As a UX content writer, what similarities have you observed between writing and digital product design?

It’s obvious when it’s pointed out, but a lot of times, designers don’t think about words being part of the user experience. At best, they blend seamlessly with the visuals and the UI, and at worst, they’re jarringly noticeable.

UX content strategy has a lot of parallels with UX design. In fact, when designers ask me what I do, I tell them that I write using design thinking. Instead of traditional copywriting which is usually very linear and finite (and often comes much later in the software development process), UX writing happens at or near the same time UX design does. We iterate alongside designers, and think about the system of language as they think about the visual system.

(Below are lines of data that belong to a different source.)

//! GPU buffers owned by meshes and constant blocks.
//!
//! Every buffer records whether it is dynamic. Only dynamic buffers accept
//! [`Buffer::update`], updating a static buffer is reported as [`BufferError::UpdateFailed`].

use crate::error_info;
use crate::rendering::readback::read_buffer;
use crate::rendering::{ErrorCode, GraphicsDevice};
use crate::utils::sizes::CONSTANT_BUFFER_ALIGNMENT;
use bytemuck::Pod;
use log::debug;
use snafu::Snafu;
use std::marker::PhantomData;
use wgpu::util::{BufferInitDescriptor, DeviceExt};
use wgpu::{BufferAddress, BufferSlice, BufferUsages, IndexFormat};

#[derive(Debug, Snafu)]
#[snafu(context(suffix(Err)), visibility(pub(crate)))]
pub enum BufferError {
    #[snafu(display("Failed to create buffer [{code}]: {message}"))]
    CreateBufferFailed { code: ErrorCode, message: String },

    #[snafu(display("Invalid buffer size [{code}]: {message}"))]
    InvalidBufferSize { code: ErrorCode, message: String },

    #[snafu(display("Failed to map buffer [{code}]: {message}"))]
    MapFailed { code: ErrorCode, message: String },

    #[snafu(display("Failed to update buffer [{code}]: {message}"))]
    UpdateFailed { code: ErrorCode, message: String },
}

error_info!(BufferError {
    CreateBufferFailed,
    InvalidBufferSize,
    MapFailed,
    UpdateFailed,
});

pub type Result<T, E = BufferError> = std::result::Result<T, E>;

/// A single GPU buffer plus the size its contents were created with.
#[derive(Debug)]
pub struct Buffer {
    raw: wgpu::Buffer,
    size: BufferAddress,
    dynamic: bool,
}

impl Buffer {
    pub(crate) fn create(
        device: &GraphicsDevice,
        label: &str,
        contents: &[u8],
        usage: BufferUsages,
        dynamic: bool,
    ) -> Result<Buffer> {
        let size = contents.len() as BufferAddress;
        if size == 0 {
            return InvalidBufferSizeErr {
                code: ErrorCode::INVALID_ARGUMENT,
                message: format!("{label} would be empty"),
            }
            .fail();
        }

        let max = device.device().limits().max_buffer_size;
        if size > max {
            return CreateBufferFailedErr {
                code: ErrorCode::OUT_OF_MEMORY,
                message: format!("{label} needs {size} bytes, the device allows {max}"),
            }
            .fail();
        }

        let mut usage = usage | BufferUsages::COPY_SRC;
        if dynamic {
            usage |= BufferUsages::COPY_DST;
        }

        let raw = device.device().create_buffer_init(&BufferInitDescriptor {
            label: Some(label),
            contents,
            usage,
        });

        debug!("Created {label} ({size} bytes, dynamic: {dynamic})");

        Ok(Buffer { raw, size, dynamic })
    }

    /// Overwrites the start of the buffer. Previously submitted draws keep seeing the old
    /// contents, draws submitted afterwards see the new ones.
    pub fn update(&self, device: &GraphicsDevice, data: &[u8]) -> Result<()> {
        if !self.dynamic {
            return UpdateFailedErr {
                code: ErrorCode::INVALID_ARGUMENT,
                message: "buffer was not created as dynamic",
            }
            .fail();
        }

        let len = data.len() as BufferAddress;
        if len > self.size {
            return InvalidBufferSizeErr {
                code: ErrorCode::INVALID_ARGUMENT,
                message: format!("{len} bytes do not fit into {} bytes", self.size),
            }
            .fail();
        }
        if len % wgpu::COPY_BUFFER_ALIGNMENT != 0 {
            return InvalidBufferSizeErr {
                code: ErrorCode::INVALID_ARGUMENT,
                message: format!("{len} bytes is not a multiple of 4"),
            }
            .fail();
        }

        device.queue().write_buffer(&self.raw, 0, data);
        Ok(())
    }

    /// Copies the buffer contents back to the host. Blocks until the GPU is idle.
    pub fn read_back(&self, device: &GraphicsDevice) -> Result<Vec<u8>> {
        read_buffer(device, &self.raw, self.size).map_err(|e| BufferError::MapFailed {
            code: e.code(),
            message: e.message().to_string(),
        })
    }

    #[inline]
    pub fn raw(&self) -> &wgpu::Buffer {
        &self.raw
    }

    #[inline]
    pub fn size(&self) -> BufferAddress {
        self.size
    }

    #[inline]
    pub fn is_dynamic(&self) -> bool {
        self.dynamic
    }

    #[inline]
    pub fn slice(&self) -> BufferSlice<'_> {
        self.raw.slice(..self.size)
    }
}

#[derive(Debug)]
pub struct VertexBuffer {
    buffer: Buffer,
    count: u32,
    stride: u32,
}

impl VertexBuffer {
    pub(crate) fn new(buffer: Buffer, count: u32, stride: u32) -> Self {
        VertexBuffer {
            buffer,
            count,
            stride,
        }
    }

    #[inline]
    pub fn count(&self) -> u32 {
        self.count
    }

    #[inline]
    pub fn stride(&self) -> u32 {
        self.stride
    }

    #[inline]
    pub fn buffer(&self) -> &Buffer {
        &self.buffer
    }

    pub fn update<V: Pod>(&self, device: &GraphicsDevice, vertices: &[V]) -> Result<()> {
        self.buffer.update(device, bytemuck::cast_slice(vertices))
    }
}

/// Always 32-bit indices.
#[derive(Debug)]
pub struct IndexBuffer {
    buffer: Buffer,
    count: u32,
}

impl IndexBuffer {
    pub const FORMAT: IndexFormat = IndexFormat::Uint32;

    pub(crate) fn new(buffer: Buffer, count: u32) -> Self {
        IndexBuffer { buffer, count }
    }

    #[inline]
    pub fn count(&self) -> u32 {
        self.count
    }

    #[inline]
    pub fn buffer(&self) -> &Buffer {
        &self.buffer
    }

    pub fn update(&self, device: &GraphicsDevice, indices: &[u32]) -> Result<()> {
        self.buffer.update(device, bytemuck::cast_slice(indices))
    }
}

/// A dynamic uniform buffer holding exactly one `T`.
///
/// `T` has to be a non-empty multiple of 16 bytes, which is checked when the buffer type
/// is instantiated:
///
/// ```compile_fail
/// use vitrail::rendering::resources::ConstantBuffer;
///
/// let _ = ConstantBuffer::<[f32; 3]>::SIZE_CHECK;
/// ```
#[derive(Debug)]
pub struct ConstantBuffer<T: Pod> {
    buffer: Buffer,
    _marker: PhantomData<T>,
}

impl<T: Pod> ConstantBuffer<T> {
    pub const SIZE_CHECK: () = assert!(
        size_of::<T>() != 0 && size_of::<T>() % CONSTANT_BUFFER_ALIGNMENT == 0,
        "constant buffer payloads must be a non-empty multiple of 16 bytes"
    );

    pub(crate) fn new(buffer: Buffer) -> Self {
        #[allow(clippy::let_unit_value)]
        let () = Self::SIZE_CHECK;

        ConstantBuffer {
            buffer,
            _marker: PhantomData,
        }
    }

    pub fn update(&self, device: &GraphicsDevice, value: &T) -> Result<()> {
        self.buffer.update(device, bytemuck::bytes_of(value))
    }

    /// Reads the value back from GPU memory.
    pub fn read_back(&self, device: &GraphicsDevice) -> Result<T> {
        let bytes = self.buffer.read_back(device)?;
        bytemuck::try_pod_read_unaligned(&bytes).map_err(|e| BufferError::MapFailed {
            code: ErrorCode::FAIL,
            message: e.to_string(),
        })
    }

    #[inline]
    pub fn buffer(&self) -> &Buffer {
        &self.buffer
    }

    #[inline]
    pub fn raw(&self) -> &wgpu::Buffer {
        self.buffer.raw()
    }
}

#[cfg(test)]
mod tests {
    use super::*;

    #[repr(C)]
    #[derive(Copy, Clone, bytemuck::Pod, bytemuck::Zeroable)]
    struct Block {
        a: [f32; 4],
        b: [f32; 4],
    }

    #[test]
    fn aligned_payload_passes_size_check() {
        #[allow(clippy::let_unit_value)]
        let () = ConstantBuffer::<Block>::SIZE_CHECK;
        assert_eq!(size_of::<Block>() % CONSTANT_BUFFER_ALIGNMENT, 0);
    }

    #[test]
    fn errors_carry_codes() {
        let err = UpdateFailedErr {
            code: ErrorCode::INVALID_ARGUMENT,
            message: "static",
        }
        .build();
        assert_eq!(err.code(), ErrorCode::INVALID_ARGUMENT);
        assert_eq!(err.message(), "static");
        assert!(err.to_string().contains("static"));
    }

    #[test]
    fn index_format_is_32_bit() {
        assert_eq!(IndexBuffer::FORMAT, IndexFormat::Uint32);
    }
}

Here are a few similarities I see in our disciplines:

UX Designers think about…

Brand manifesting in the product. How do we use color, typography, animations and illustration to both reflect the brand and help users through the flow?

UX Writers think about…

Voice and Tone. How do we speak to the users to both sound clear and understandable, but also to personify the brand?

UX Designers think about…

Components and Patterns. Products often have a design systems that helps many designers build consistency across a big team. If, say, there’s one style of form in one part of a workflow, and a completely different style of form in another, users can become disoriented and confused.

UX Writers think about…

Terms and Taxonomies.How do we describe similar terms across a big product, or suite of products? What’s the difference between Open In, Save To, Export, and/or Convert? Do they do the same thing? Are they in the same place in the navigation throughout?

If everything’s working well, UX designers and writers are learning and developing this together, and alongside each other.

Are there writing mistakes that you see specific to the UX community?

So, so often, I see products that try to use whimsy or humor to lighten a tense situation, in perhaps an error message or empty state. It’s usually the result of direction from PMs or executives: “Our copy is boring,” they might say. “Can we make it a little friendlier or more conversational?”

Imagine spending a couple minutes entering your credit card information to make a big, important purchase. But maybe you put your card number in wrong, and once you submitted it, the error message said, “BUMMER: Your payment couldn’t be made. Add some more cashola and THEN come talk to us.”

(This is an extreme example, but not unrealistic. I’m sure you’ve seen over-the-top messages like this.)

Well, not only is it assuming the worst (that you couldn’t pay for it, rather than just entering your information incorrectly), but it’s also being a smart-ass. Imagine if a cashier loudly said that to you when you swiped your card too quickly at Target.

It’s not so fun then, right? Well, it’s not going to so much fun in an interface.

How can a designer go about honing their writing skill?

Honestly, if designers do what you’re doing and write, that’s half the battle (GI JOOOE)!

Writing is a muscle, and like drawing or running or solving math equations, the more you exercise it, the better you get. And while UX writing isn’t the same as writing, say, Medium posts, it lights up the verbal part of your brain.

There are a few continuing education pursuits that I think would be helpful — journalism or technical writing. My minor is in journalism, and I use those skills every day: customizing my words for a particular audience, and distilling a concept down to the simplest, most concise way I can. And technical writing teaches you how to chunk out a complicated process for the easiest possible consumption by the user.

If continuing ed isn’t an option for you, join a creative writing group or take a writing workshop! It’ll still teach you how to choose your words, structure a narrative, and write in different tones, or even different voices.

In Closing

A special thanks to Andy for taking the time to give us some really great tips. Be sure to follow his Medium account, his very enjoyable Twitter account, and if you want to get in touch, check out his website.

There are a million “soft skills” that we should constantly be working on. But let’s not forget the one that we’ve been working on since grade school. It could be the difference between us being good designers and great designers.